C.S. Lewis, Mere Christianity, p. 8:
It is only our bad temper that we put down to being tired or worried or hungry; we put our good temper down to ourselves.
Richard Greenham, A Most Sweete Comfort for an Afflicted Conscience, in Paramuthion. Two Treatises for the Comforting of an Afflicted Conscience, p. 44:
I would have wisdom both in considering the state of the body if need so require; and in looking chiefly to the soul, which so few think of.
Timothy Rogers, Trouble of Mind and the Disease of Melancholy, p. xxvi:
As Richard Greenham, in his A Sweet Comfort for an Afflicted Conscience, says, "There is a great deal of wisdom required to consider both the state of the body and the state of the soul." He says that if a man who is troubled in conscience comes to a minister, he will likely look to the soul and not at all to the body; if that same man goes to a physician, he will likely consider the body and neglect the soul. For my part, I would never despise the physician's counsel nor neglect the minister's labor, because, the soul and body dwelling together, it is convenient that as the soul should be cured by the Word, prayer, fasting, or comforting, so the body must be brought into some temperature by medicine and diet, harmless diversions, and such like ways (providing always that it is so done in the fear of God as not to think by these ordinary means quite to smother or evade our troubles, but to use them as preparatives whereby our souls may be made more capable of the spiritual methods that are to follow afterwards).

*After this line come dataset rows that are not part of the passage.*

#[cfg(test)]
mod tests {
    use super::*;
    use folio_model::{DataSource, media_types};
    use rstest::rstest;
    use time::OffsetDateTime;

    fn make_test_pool(open_access: bool, owned: u32, available: u32) -> LicensePool {
        let mut pool =
            LicensePool::new(Identifier::isbn("9780000000001"), DataSource::new("Overdrive"));
        pool.open_access = open_access;
        pool.licenses_owned = owned;
        pool.licenses_available = available;
        pool
    }

    fn make_test_hold(position: Option<u32>) -> Hold {
        Hold::new(Identifier::isbn("9780000000001"), OffsetDateTime::UNIX_EPOCH, position)
    }

    fn render<F: FnOnce(&mut AtomXml) -> Result<()>>(write: F) -> String {
        let mut xml = AtomXml::new();
        write(&mut xml).unwrap();
        xml.into_string().unwrap()
    }

    #[rstest]
    // An active loan always reads as available.
    #[case(false, 10, 0, true, None, AvailabilityStatus::Available)]
    // Hold at the front of the queue.
    #[case(false, 10, 0, false, Some(0), AvailabilityStatus::Ready)]
    // Holding further back.
    #[case(false, 10, 0, false, Some(4), AvailabilityStatus::Reserved)]
    // Free copy on the shelf.
    #[case(false, 10, 3, false, None, AvailabilityStatus::Available)]
    // Open access never runs out.
    #[case(true, 0, 0, false, None, AvailabilityStatus::Available)]
    // Owned but all copies out.
    #[case(false, 10, 0, false, None, AvailabilityStatus::Unavailable)]
    // A free copy of nothing: zero owned is unavailable.
    #[case(false, 0, 5, false, None, AvailabilityStatus::Unavailable)]
    fn test_availability_status_rules(
        #[case] open_access: bool,
        #[case] owned: u32,
        #[case] available: u32,
        #[case] has_loan: bool,
        #[case] hold_position: Option<u32>,
        #[case] expected: AvailabilityStatus,
    ) {
        let pool = make_test_pool(open_access, owned, available);
        let loan = has_loan
            .then(|| Loan::new(Identifier::isbn("9780000000001"), OffsetDateTime::UNIX_EPOCH));
        let hold = hold_position.map(|position| make_test_hold(Some(position)));
        assert_eq!(AvailabilityStatus::resolve(&pool, loan.as_ref(), hold.as_ref()), expected);
    }

    #[test]
    fn test_license_tags_for_impersonal_view() {
        let mut pool = make_test_pool(false, 100, 50);
        pool.patrons_in_hold_queue = 25;
        let document = render(|xml| write_license_tags(xml, &pool, None, None));
        assert_eq!(
            document,
            "<opds:availability status=\"available\"/>\
             <opds:holds total=\"25\"/>\
             <opds:copies total=\"100\" available=\"50\"/>",
        );
    }

    #[rstest]
    // Reported position past the end of the queue raises the total.
    #[case(Some(30), 25, "<opds:holds total=\"30\" position=\"30\"/>")]
    // Reserved copy not yet counted by the vendor still counts as one.
    #[case(Some(0), 0, "<opds:holds total=\"1\" position=\"0\"/>")]
    #[case(Some(3), 25, "<opds:holds total=\"25\" position=\"3\"/>")]
    fn test_hold_count_reconciliation(
        #[case] position: Option<u32>,
        #[case] queue: u32,
        #[case] expected: &str,
    ) {
        let mut pool = make_test_pool(false, 10, 0);
        pool.patrons_in_hold_queue = queue;
        let hold = make_test_hold(position);
        let document = render(|xml| write_license_tags(xml, &pool, None, Some(&hold)));
        assert!(document.contains(expected), "{document}");
    }

    #[test]
    fn test_open_access_pool_gets_no_counts() {
        let pool = make_test_pool(true, 0, 0);
        let document = render(|xml| write_license_tags(xml, &pool, None, None));
        assert_eq!(document, "<opds:availability status=\"available\"/>");
    }

    #[test]
    fn test_borrow_link_nests_all_mechanisms_when_chosen_at_fulfill() {
        let mut pool = make_test_pool(false, 5, 5);
        pool.delivery_mechanisms = vec![
            DeliveryMechanism::new(1, media_types::EPUB, Some(media_types::ADOBE_DRM)),
            DeliveryMechanism::new(2, media_types::PDF, None),
        ];
        let router = Router::new("https://circ.example");
        let document = render(|xml| {
            write_acquisition_links(xml, &router, None, &pool, &pool.identifier.clone(), None, None)
        });

        assert_eq!(document.matches("rel=\"http://opds-spec.org/acquisition/borrow\"").count(), 1);
        assert!(document.contains(
            "<opds:indirectAcquisition type=\"application/vnd.adobe.adept+xml\">\
             <opds:indirectAcquisition type=\"application/epub+zip\"/>\
             </opds:indirectAcquisition>",
        ));
        assert!(document.contains("<opds:indirectAcquisition type=\"application/pdf\"/>"));
        assert!(document.contains("/works/urn:isbn:9780000000001/borrow\""));
    }

    #[test]
    fn test_one_borrow_link_per_mechanism_when_fixed_at_borrow() {
        struct FixedAtBorrow;
        impl DeliveryApi for FixedAtBorrow {
            fn set_mechanism_at_borrow(&self) -> bool {
                true
            }
        }

        let mut pool = make_test_pool(false, 5, 5);
        pool.delivery_mechanisms = vec![
            DeliveryMechanism::new(1, media_types::EPUB, Some(media_types::ADOBE_DRM)),
            DeliveryMechanism::new(2, media_types::PDF, None),
        ];
        let router = Router::new("https://circ.example");
        let document = render(|xml| {
            write_acquisition_links(
                xml,
                &router,
                Some(&FixedAtBorrow),
                &pool,
                &pool.identifier.clone(),
                None,
                None,
            )
        });
        assert_eq!(document.matches("rel=\"http://opds-spec.org/acquisition/borrow\"").count(), 2);
        assert!(document.contains("/borrow/1\""));
        assert!(document.contains("/borrow/2\""));
    }

    #[test]
    fn test_loan_gets_fulfill_and_revoke_links() {
        let mut pool = make_test_pool(false, 5, 5);
        pool.delivery_mechanisms = vec![
            DeliveryMechanism::new(1, media_types::EPUB, Some(media_types::ADOBE_DRM)),
            DeliveryMechanism::new(2, media_types::PDF, None),
        ];
        let loan = Loan::new(pool.identifier.clone(), OffsetDateTime::UNIX_EPOCH);
        let router = Router::new("https://circ.example");
        let document = render(|xml| {
            write_acquisition_links(xml, &router, None, &pool, &pool.identifier.clone(), Some(&loan), None)
        });

        assert_eq!(document.matches("rel=\"http://opds-spec.org/acquisition\"").count(), 2);
        // Fulfill links advertise the outermost type directly.
        assert!(document.contains("type=\"application/vnd.adobe.adept+xml\""));
        assert!(document.contains("rel=\"http://librarysimplified.org/terms/rel/revoke\""));
        assert!(document.contains("/loans/urn:isbn:9780000000001/revoke"));
    }

    #[test]
    fn test_locked_fulfillment_narrows_to_one_link() {
        let mut pool = make_test_pool(false, 5, 5);
        pool.delivery_mechanisms = vec![
            DeliveryMechanism::new(1, media_types::EPUB, Some(media_types::ADOBE_DRM)),
            DeliveryMechanism::new(2, media_types::PDF, None),
        ];
        let mut loan = Loan::new(pool.identifier.clone(), OffsetDateTime::UNIX_EPOCH);
        loan.fulfillment = Some(pool.delivery_mechanisms[1].clone());
        let router = Router::new("https://circ.example");
        let document = render(|xml| {
            write_acquisition_links(xml, &router, None, &pool, &pool.identifier.clone(), Some(&loan), None)
        });
        assert_eq!(document.matches("rel=\"http://opds-spec.org/acquisition\"").count(), 1);
        assert!(document.contains("/fulfill/2\""));
    }

    #[test]
    fn test_pool_without_renderable_mechanism_is_unfulfillable() {
        let mut pool = make_test_pool(false, 5, 5);
        pool.delivery_mechanisms = vec![DeliveryMechanism::opaque(1, media_types::FINDAWAY_DRM)];
        let router = Router::new("https://circ.example");
        let mut xml = AtomXml::new();
        let err = write_acquisition_links(
            &mut xml,
            &router,
            None,
            &pool,
            &pool.identifier.clone(),
            None,
            None,
        )
        .unwrap_err();
        assert_eq!(*err, ErrorKind::Unfulfillable);
    }

    #[test]
    fn test_open_access_links_fulfill_directly() {
        let mut pool = make_test_pool(true, 0, 0);
        pool.delivery_mechanisms = vec![DeliveryMechanism::new(1, media_types::EPUB, None)];
        let router = Router::new("https://circ.example");
        let document = render(|xml| {
            write_acquisition_links(xml, &router, None, &pool, &pool.identifier.clone(), None, None)
        });
        assert!(document.contains("rel=\"http://opds-spec.org/acquisition/open-access\""));
        assert!(document.contains("type=\"application/epub+zip\""));
        assert!(!document.contains("opds:holds"));
    }
}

Richard Gilpin, Daemonologia Sacra: or, A Treatise of Satan's Temptations, p. 218:
Satan can afflict the body by the mind. For these two are so closely bound together that their good and bad estate is shared betwixt them. If the heart be merry the countenance is cheerful, the strength is renewed, the bones do flourish like an herb. If the heart be troubled the health is impaired, the strength is dried up, the marrow of the bones wasted, &c. Grief in the heart is like a moth in the garment, it insensibly consumeth the body and disordereth it. This advantage of weakening the body falls into Satan's hands by necessary consequence, as the prophet's ripe figs, that fell into the mouth of the eater. And surely he is well pleased with it, as he is an enemy both to body and soul. But it is a greater satisfaction to him in that as he can make the sorrows of the mind produce the weakness and sickness of the body, so can he make the distemper of the body, by a reciprocal requittal, to augment the trouble of the mind. How little can a sickly body do! It disables a man for all services; he cannot oft pray, nor read, nor hear; sickness takes away the sweetness and comfort of religious exercises. This gives occasion for them to think the worse of themselves. They think the soul is weary of the ways of God, when the body cannot hold out. All failures which weariness and faintness produce are ascribed presently to the bad disposition of the mind, and this is like oil cast upon the flame. Thus the devil makes a double gain out of spiritual trouble.